Tolerance induction of alloreactive T cells via ex vivo blockade of the CD40:CD40L costimulatory pathway results in the generation of a potent immune regulatory cell

We previously reported that ex vivo blockade of the CD40:CD40L costimulatory pathway in primary mixed lymphocyte reaction cultures resulted in profound in vitro secondary hyporesponsiveness and 30-fold or greater protection from graft-versus-host-disease (GVHD) lethality. Present studies demonstrate that tolerance induction via costimulatory blockade also results in the generation of a potent immunoregulatory cell that inhibits both naive and primed alloresponses.
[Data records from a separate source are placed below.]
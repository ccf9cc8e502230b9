//! The seven query-routing request shapes.

use std::fmt;

use serde::de::DeserializeOwned;
use serde::{Deserialize, Serialize};

use super::{BindValue, BindVariables, KeyRange, KeyspaceId, TabletType};
use crate::identity::CallerId;
use crate::session::Session;

/// Whole query; the gateway picks the shards.
#[derive(Debug, Clone, Default, PartialEq, Serialize, Deserialize)]
pub struct Query {
    pub sql: String,
    #[serde(default)]
    pub bind_variables: BindVariables,
    pub tablet_type: TabletType,
    #[serde(default)]
    pub session: Option<Session>,
    #[serde(default)]
    pub not_in_transaction: bool,
    #[serde(default)]
    pub caller_id: Option<CallerId>,
}

/// Query sent to an explicit list of shards.
#[derive(Debug, Clone, Default, PartialEq, Serialize, Deserialize)]
pub struct QueryShard {
    pub sql: String,
    #[serde(default)]
    pub bind_variables: BindVariables,
    pub keyspace: String,
    pub shards: Vec<String>,
    pub tablet_type: TabletType,
    #[serde(default)]
    pub session: Option<Session>,
    #[serde(default)]
    pub not_in_transaction: bool,
    #[serde(default)]
    pub caller_id: Option<CallerId>,
}

/// Query routed by explicit keyspace ids.
#[derive(Debug, Clone, Default, PartialEq, Serialize, Deserialize)]
pub struct KeyspaceIdQuery {
    pub sql: String,
    #[serde(default)]
    pub bind_variables: BindVariables,
    pub keyspace: String,
    pub keyspace_ids: Vec<KeyspaceId>,
    pub tablet_type: TabletType,
    #[serde(default)]
    pub session: Option<Session>,
    #[serde(default)]
    pub not_in_transaction: bool,
    #[serde(default)]
    pub caller_id: Option<CallerId>,
}

/// Query routed to every shard overlapping the key ranges.
#[derive(Debug, Clone, Default, PartialEq, Serialize, Deserialize)]
pub struct KeyRangeQuery {
    pub sql: String,
    #[serde(default)]
    pub bind_variables: BindVariables,
    pub keyspace: String,
    pub key_ranges: Vec<KeyRange>,
    pub tablet_type: TabletType,
    #[serde(default)]
    pub session: Option<Session>,
    #[serde(default)]
    pub not_in_transaction: bool,
    #[serde(default)]
    pub caller_id: Option<CallerId>,
}

/// Maps an external entity value to the keyspace id that owns it.
#[derive(Debug, Clone, PartialEq, Serialize, Deserialize)]
pub struct EntityId {
    pub external_id: BindValue,
    pub keyspace_id: KeyspaceId,
}

/// Query whose entity column values are split per owning shard.
#[derive(Debug, Clone, Default, PartialEq, Serialize, Deserialize)]
pub struct EntityIdsQuery {
    pub sql: String,
    #[serde(default)]
    pub bind_variables: BindVariables,
    pub keyspace: String,
    pub entity_column_name: String,
    pub entity_keyspace_ids: Vec<EntityId>,
    pub tablet_type: TabletType,
    #[serde(default)]
    pub session: Option<Session>,
    #[serde(default)]
    pub not_in_transaction: bool,
    #[serde(default)]
    pub caller_id: Option<CallerId>,
}

#[derive(Debug, Clone, Default, PartialEq, Serialize, Deserialize)]
pub struct BoundShardQuery {
    pub sql: String,
    #[serde(default)]
    pub bind_variables: BindVariables,
    pub keyspace: String,
    pub shards: Vec<String>,
}

#[derive(Debug, Clone, Default, PartialEq, Serialize, Deserialize)]
pub struct BoundKeyspaceIdQuery {
    pub sql: String,
    #[serde(default)]
    pub bind_variables: BindVariables,
    pub keyspace: String,
    pub keyspace_ids: Vec<KeyspaceId>,
}

#[derive(Debug, Clone, Default, PartialEq, Serialize, Deserialize)]
pub struct BatchQueryShard {
    pub queries: Vec<BoundShardQuery>,
    pub tablet_type: TabletType,
    #[serde(default)]
    pub as_transaction: bool,
    #[serde(default)]
    pub session: Option<Session>,
    #[serde(default)]
    pub caller_id: Option<CallerId>,
}

#[derive(Debug, Clone, Default, PartialEq, Serialize, Deserialize)]
pub struct KeyspaceIdBatchQuery {
    pub queries: Vec<BoundKeyspaceIdQuery>,
    pub tablet_type: TabletType,
    #[serde(default)]
    pub as_transaction: bool,
    #[serde(default)]
    pub session: Option<Session>,
    #[serde(default)]
    pub caller_id: Option<CallerId>,
}

/// Common surface of every request shape: the text it is routed by, plus the identity and
/// session slots the facade and the server manipulate.
pub trait Routed: Clone + PartialEq + fmt::Debug + Send + Sync + Serialize + DeserializeOwned + 'static {
    /// SQL text the request is keyed by. Batches use their first sub-query; an empty batch keys on `""`.
    fn routing_sql(&self) -> &str;
    /// Rewrites the routing text. A batch rewrites its first sub-query and ignores an empty batch.
    fn set_routing_sql(&mut self, sql: &str);
    fn set_caller_id(&mut self, caller_id: Option<CallerId>);
    fn set_session(&mut self, session: Option<Session>);
}

macro_rules! routed_by_sql {
    ($($ty:ty),* $(,)?) => {$(
        impl Routed for $ty {
            fn routing_sql(&self) -> &str { &self.sql }
            fn set_routing_sql(&mut self, sql: &str) { self.sql = sql.to_string(); }
            fn set_caller_id(&mut self, caller_id: Option<CallerId>) { self.caller_id = caller_id; }
            fn set_session(&mut self, session: Option<Session>) { self.session = session; }
        }
    )*};
}

macro_rules! routed_by_first_query {
    ($($ty:ty),* $(,)?) => {$(
        impl Routed for $ty {
            fn routing_sql(&self) -> &str { self.queries.first().map(|q| q.sql.as_str()).unwrap_or("") }
            fn set_routing_sql(&mut self, sql: &str) {
                if let Some(q) = self.queries.first_mut() { q.sql = sql.to_string(); }
            }
            fn set_caller_id(&mut self, caller_id: Option<CallerId>) { self.caller_id = caller_id; }
            fn set_session(&mut self, session: Option<Session>) { self.session = session; }
        }
    )*};
}

routed_by_sql!(Query, QueryShard, KeyspaceIdQuery, KeyRangeQuery, EntityIdsQuery);
routed_by_first_query!(BatchQueryShard, KeyspaceIdBatchQuery);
The immunoregulatory capacity was dependent upon cell-to-cell contact that prevented the full activation of the naive or primed cells. The inhibitory effect of tolerized cells did not preclude the response of naive T cells to nominal protein antigen if antigen was present at high concentration. However, under suboptimal antigen concentration, nonspecific inhibition of responses occurred. The tolerized regulatory cell population maintained a polyclonal T-cell receptor Vbeta repertoire that was broader than in control primed cultures. These data, the first to demonstrate that tolerance induction via CD40:CD40L costimulatory blockade results in potent regulatory function, are relevant to bone-marrow and solid-organ transplantation. The generation of potent immunoregulatory capacity during tolerization via CD40:CD40L blockade provides a fail-safe mechanism to control alloreactive T cells that may have escaped tolerization. These potent regulatory cells may be clinically exploitable for the treatment and prevention of GVHD or autoimmunity. (C) 2002 by The American Society of Hematology.